Saturday, December 19, 2015
Sunday, December 13, 2015
Methods of writing Windows apps
Win32
In the beginning, there was just Win32. This is a C-based API which has been around since Windows 95. In this API, UI widgets (such as buttons) were known as “Windows” (represented in code as HWND) and windows could have windows inside of them. There was no concept of automatic layout; instead, each window had to be explicitly placed and sized by the programmer.
When you have a window, you can create a “device context” which is associated with that window. This device context is what we now would call a 2D drawing context, and it has API functions which let you draw lines and circles and text and that kind of stuff. All these drawing operations were performed on the CPU by a library named “GDI.”
Interactivity was fairly primitive. Applications would create their own runloop. Each turn of the runloop calls GetMessage(), which corresponds with an event that occurred. However, because some messages need to be handled by the system, the runloop just turns around and delivers the event back to the system. Before doing this, you register a callback function which the system will invoke when it wants to. This is where you are told things like “you should paint your contents now” or “the user pressed a key on the keyboard.” Because each message has an enum type, this callback function will switch over the type, and react to all the messages it understands.
This API is 20 years old, and should not be used for new projects. However, it is still supported today on current Windows operating systems.
Microsoft Foundation Classes (MFC) was the next suggested method of writing Windows apps. This is a C++ wrapper around the Win32 API; it was a new way of doing what people were already doing.

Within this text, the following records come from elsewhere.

use crate::action::ActionConfig;
use crate::error::{AmrError, Result};
use crate::types::ActionType;

// ---------------------------------------------------------------------------
// Schema types
// ---------------------------------------------------------------------------

#[derive(Debug, Clone, Copy, PartialEq, Eq)]
pub enum FieldKind {
    Text,
    Number,
    Bool,
}

/// How a field participates in the validity predicate.
#[derive(Debug, Clone, Copy, PartialEq, Eq)]
pub enum Requirement {
    /// Must be present and truthy.
    Truthy,
    /// Must be present; `false` is a legitimate value. Only ReleaseTrigger's
    /// `state` uses this. Do not collapse it into `Truthy`.
    Defined,
    /// Exposed by the configuration surface but never checked.
    Optional,
}

#[derive(Debug, Clone, Copy)]
pub struct FieldSpec {
    pub key: &'static str,
    pub kind: FieldKind,
    pub requirement: Requirement,
}

const fn field(key: &'static str, kind: FieldKind, requirement: Requirement) -> FieldSpec {
    FieldSpec {
        key,
        kind,
        requirement,
    }
}

/// Configuration schema for one action type.
#[derive(Debug, Clone, Copy)]
pub struct ConfigSchema {
    pub fields: &'static [FieldSpec],
}

impl ConfigSchema {
    pub fn required(&self) -> impl Iterator<Item = &FieldSpec> {
        self.fields
            .iter()
            .filter(|f| !matches!(f.requirement, Requirement::Optional))
    }
}

// ---------------------------------------------------------------------------
// Static catalog
// ---------------------------------------------------------------------------

static MOVE: ConfigSchema = ConfigSchema {
    fields: &[field("location", FieldKind::Text, Requirement::Truthy)],
};

static EMPTY: ConfigSchema = ConfigSchema { fields: &[] };

static REVERSE: ConfigSchema = ConfigSchema {
    fields: &[
        field("name", FieldKind::Text, Requirement::Truthy),
        field("state", FieldKind::Text, Requirement::Truthy),
        field("presetName", FieldKind::Text, Requirement::Truthy),
        field("hitch", FieldKind::Text, Requirement::Truthy),
        field("y_threshold", FieldKind::Number, Requirement::Optional),
        field("x_threshold", FieldKind::Number, Requirement::Optional),
        field("ka_1", FieldKind::Number, Requirement::Optional),
        field("ka_2", FieldKind::Number, Requirement::Optional),
        field("kc", FieldKind::Number, Requirement::Optional),
        field("speed", FieldKind::Number, Requirement::Optional),
        field("angle_factor", FieldKind::Number, Requirement::Optional),
        field("zone", FieldKind::Number, Requirement::Optional),
        field("vehicle_latch_distance", FieldKind::Number, Requirement::Optional),
        field("latch_project_dist", FieldKind::Number, Requirement::Optional),
    ],
};

static WAIT_FOR_TRIGGER: ConfigSchema = ConfigSchema {
    fields: &[field("trigger_id", FieldKind::Text, Requirement::Truthy)],
};

// wait_time is surfaced by the config panel but deliberately not enforced;
// a WAIT with no duration is accepted as-is.
static WAIT_FOR_TIME: ConfigSchema = ConfigSchema {
    fields: &[field("wait_time", FieldKind::Number, Requirement::Optional)],
};

static RELEASE_TRIGGER: ConfigSchema = ConfigSchema {
    fields: &[
        field("wait_id", FieldKind::Text, Requirement::Truthy),
        field("state", FieldKind::Bool, Requirement::Defined),
    ],
};

static HORN: ConfigSchema = ConfigSchema {
    fields: &[
        field("horn", FieldKind::Text, Requirement::Truthy),
        field("repetitions", FieldKind::Number, Requirement::Optional),
    ],
};

static ANNOUNCE: ConfigSchema = ConfigSchema {
    fields: &[
        field("announcement", FieldKind::Text, Requirement::Truthy),
        field("repetitions", FieldKind::Number, Requirement::Optional),
    ],
};

// Rotate ships its numeric fields unchecked, matching the live behavior of
// the configuration surface.
static ROTATE: ConfigSchema = ConfigSchema {
    fields: &[
        field("steering_angle", FieldKind::Number, Requirement::Optional),
        field("target_diff", FieldKind::Number, Requirement::Optional),
    ],
};

// ---------------------------------------------------------------------------
// Lookup and validation
// ---------------------------------------------------------------------------

/// Schema for a known action type. Total over the closed enum; string-keyed
/// lookups go through `ActionType::from_str`, which reports
/// `UnknownActionType` before this is ever reached.
pub fn schema_for(action_type: ActionType) -> &'static ConfigSchema {
    match action_type {
        ActionType::Move => &MOVE,
        ActionType::Latch | ActionType::Unlatch => &EMPTY,
        ActionType::Reverse => &REVERSE,
        ActionType::WaitForTrigger => &WAIT_FOR_TRIGGER,
        ActionType::WaitForTime => &WAIT_FOR_TIME,
        ActionType::ReleaseTrigger => &RELEASE_TRIGGER,
        ActionType::Horn => &HORN,
        ActionType::Announce => &ANNOUNCE,
        ActionType::Rotate => &ROTATE,
    }
}

/// Required fields of `action_type` that `config` fails to satisfy.
pub fn missing_fields(action_type: ActionType, config: &ActionConfig) -> Vec<&'static str> {
    schema_for(action_type)
        .required()
        .filter(|f| match f.requirement {
            Requirement::Truthy => !config.get(f.key).is_some_and(|v| v.is_truthy()),
            Requirement::Defined => !config.contains_key(f.key),
            Requirement::Optional => false,
        })
        .map(|f| f.key)
        .collect()
}

pub fn is_valid(action_type: ActionType, config: &ActionConfig) -> bool {
    missing_fields(action_type, config).is_empty()
}

pub fn validate(action_type: ActionType, config: &ActionConfig) -> Result<()> {
    let missing = missing_fields(action_type, config);
    if missing.is_empty() {
        Ok(())
    } else {
        Err(AmrError::ValidationFailed {
            action_type,
            missing: missing.iter().map(|s| s.to_string()).collect(),
        })
    }
}

// ---------------------------------------------------------------------------
// Tests
// ---------------------------------------------------------------------------

#[cfg(test)]
mod tests {
    use super::*;
    use crate::action::ConfigValue;

    fn config(pairs: &[(&str, ConfigValue)]) -> ActionConfig {
        pairs
            .iter()
            .map(|(k, v)| (k.to_string(), v.clone()))
            .collect()
    }

    #[test]
    fn move_requires_location() {
        assert!(!is_valid(ActionType::Move, &ActionConfig::new()));
        assert!(!is_valid(
            ActionType::Move,
            &config(&[("location", ConfigValue::from(""))])
        ));
        assert!(is_valid(
            ActionType::Move,
            &config(&[("location", ConfigValue::from("Loading Bay"))])
        ));
    }

    #[test]
    fn wait_for_trigger_requires_trigger_id() {
        assert!(!is_valid(ActionType::WaitForTrigger, &ActionConfig::new()));
        assert!(is_valid(
            ActionType::WaitForTrigger,
            &config(&[("trigger_id", ConfigValue::from("Door Open"))])
        ));
    }

    #[test]
    fn release_trigger_state_false_is_defined() {
        // `state: false` must count as configured; only absence fails.
        let with_false = config(&[
            ("wait_id", ConfigValue::from("Button Press")),
            ("state", ConfigValue::from(false)),
        ]);
        assert!(is_valid(ActionType::ReleaseTrigger, &with_false));

        let without_state = config(&[("wait_id", ConfigValue::from("Button Press"))]);
        assert_eq!(
            missing_fields(ActionType::ReleaseTrigger, &without_state),
            vec!["state"]
        );

        let without_wait = config(&[("state", ConfigValue::from(true))]);
        assert_eq!(
            missing_fields(ActionType::ReleaseTrigger, &without_wait),
            vec!["wait_id"]
        );
    }

    #[test]
    fn announce_and_horn_require_selection_only() {
        assert!(is_valid(
            ActionType::Announce,
            &config(&[("announcement", ConfigValue::from("Clear Path - English"))])
        ));
        assert!(!is_valid(ActionType::Announce, &ActionConfig::new()));
        assert!(is_valid(
            ActionType::Horn,
            &config(&[("horn", ConfigValue::from("caution"))])
        ));
        assert!(!is_valid(ActionType::Horn, &ActionConfig::new()));
    }

    #[test]
    fn reverse_requires_all_four() {
        let mut cfg = config(&[
            ("presetName", ConfigValue::from("Standard Reverse")),
            ("name", ConfigValue::from("Loading Bay")),
            ("state", ConfigValue::from("Shipping Dock")),
        ]);
        assert_eq!(missing_fields(ActionType::Reverse, &cfg), vec!["hitch"]);

        cfg.insert("hitch".to_string(), ConfigValue::from("True"));
        assert!(is_valid(ActionType::Reverse, &cfg));

        // A bare boolean false hitch is falsy, unlike the text "False".
        cfg.insert("hitch".to_string(), ConfigValue::from(false));
        assert!(!is_valid(ActionType::Reverse, &cfg));
        cfg.insert("hitch".to_string(), ConfigValue::from("False"));
        assert!(is_valid(ActionType::Reverse, &cfg));
    }

    #[test]
    fn unconstrained_types_are_always_valid() {
        for ty in [
            ActionType::Latch,
            ActionType::Unlatch,
            ActionType::WaitForTime,
            ActionType::Rotate,
        ] {
            assert!(is_valid(ty, &ActionConfig::new()), "{ty} should be valid");
        }
    }

    #[test]
    fn validate_reports_missing_fields() {
        let err = validate(ActionType::Reverse, &ActionConfig::new()).unwrap_err();
        match err {
            AmrError::ValidationFailed {
                action_type,
                missing,
            } => {
                assert_eq!(action_type, ActionType::Reverse);
                assert_eq!(missing, vec!["name", "state", "presetName", "hitch"]);
            }
            other => panic!("unexpected error: {other}"),
        }
    }

    #[test]
    fn every_type_has_a_schema() {
        for ty in ActionType::all() {
            // Lookup must be total; required fields must carry a kind.
            let schema = schema_for(*ty);
            for f in schema.fields {
                assert!(!f.key.is_empty());
            }
        }
    }
}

Similar to Win32, it shouldn't be used anymore.
.NET
.NET represents a new approach to Windows desktop software development. There is a new language, a new object model, a new ABI, garbage collection, etc. There are two ways that .NET applications could be used to make graphical applications: WinForms and WPF. WinForms simply internally uses the Win32 API, and therefore isn’t very interesting.
WPF, however, represents a clean break from Win32 GUI programming. This API doesn’t use GDI for drawing, doesn’t use HWNDs, and doesn't require manual layout. Instead, development starts with a declarative language called XAML. This is an XML-based language where regions of the screen are represented as elements in XAML. Each element has an associated .NET class (in the System.Windows namespace) which allows you to do everything in code that the XAML file does. These elements aren’t HWNDs; instead, they are their own unrelated type.
Because HWNDs aren’t involved, drawing isn’t done with GDI. Instead, it is done entire on top of Direct3D, which means that the drawing routines are hardware accelerated. It also means that WPF controls look different from their GDI counterparts; a WPF app is recognizable.
WinRT
WinRT is the suggested method of creating a GUI application. WinRT’s GUI model is set up similarly to WPF, except that it has an entirely new set of elements (which reside in the Windows.UI namespace). It still employs XAML for representing elements in a declarative form.
For drawing a specific control, WinRT uses Direct2D, a hardware-accelerated drawing library. This library is conceptually on top of Direct3D, but it is also available for arbitrary developer use.
Once an individual element is drawn, multiple elements are composited together using Windows Composition. This library allows for creating a retained-mode hardware-accelerated tree of visual objects. This API is internally used to composite all the controls in the window. It even has a public API so you can interact with the composition tree directly.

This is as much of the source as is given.